La France assume, deux siècles après la Déclaration des droits de l’homme et du citoyen de 1789, un héritage dont elle est fière, celui probablement dont elle est le plus fière et pour lequel elle entend toujours faire du prosélytisme et qui se résume à la défense des droits civils et politiques de l’individu, à la garantie de l’intégrité physique, au respect des droits économiques, sociaux et culturels de l’homme.

A la fin du dix-huitième siècle, face à l’intolérance, la France proposait de faire du bonheur une idée neuve en Europe. A la fin du vingtième siècle, elle n’entend pas relâcher son effort et souhaite toujours autant contribuer à l’épanouissement et à la dignité de la personne humaine: en effet, il n’y a jamais d’acquis définitif en matière de droits de l’homme. C’est là une affirmation qu’ici chacun connaît et comprend et c’est un lien très fort entre nos pays, nos peuples et leurs représentants. Voilà l’essentiel et c’est ce qui est en cause entre nous. C’est cela qui justifie l’importance et le dynamisme de votre Organisation.

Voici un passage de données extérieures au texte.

//! Gardener extension for Azure.
//!
//! Provides the values of the Azure control plane charts, the admission time
//! mutations of control plane components and kubelets, and the machine
//! classes of worker pools.

#![warn(missing_docs)]

pub mod apis;
pub mod controlplane;
pub mod webhook;
pub mod worker;

/// Provider type served by this extension.
pub const PROVIDER_NAME: &str = "azure";
/// Kind of the machine classes generated for Azure.
pub const MACHINE_CLASS_KIND: &str = "AzureMachineClass";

Le Conseil de l’Europe, dont l’œuvre essentielle, à mes yeux, demeure la Convention européenne des Droits de l’Homme, est effectivement à la pointe de ce combat dans le monde. Il a «initié», dès 1950, cet instrument juridique multinational ouvert qui est complété par des protocoles additionnels fondamentaux. La France participe activement à ce travail: elle a ratifié la Convention pour la protection des personnes à l’égard du traitement automatisé des données à caractère personnel. Elle est totalement engagée dans la réflexion sur les techniques de procréation artificielle. De même, en 1961, le Conseil de l’Europe a, par la Charte sociale européenne, approfondi de façon importante l’édification de l’Europe des libertés en élargissant son champ d’action, de manière aussi exhaustive que possible, aux droits économiques et aux droits sociaux.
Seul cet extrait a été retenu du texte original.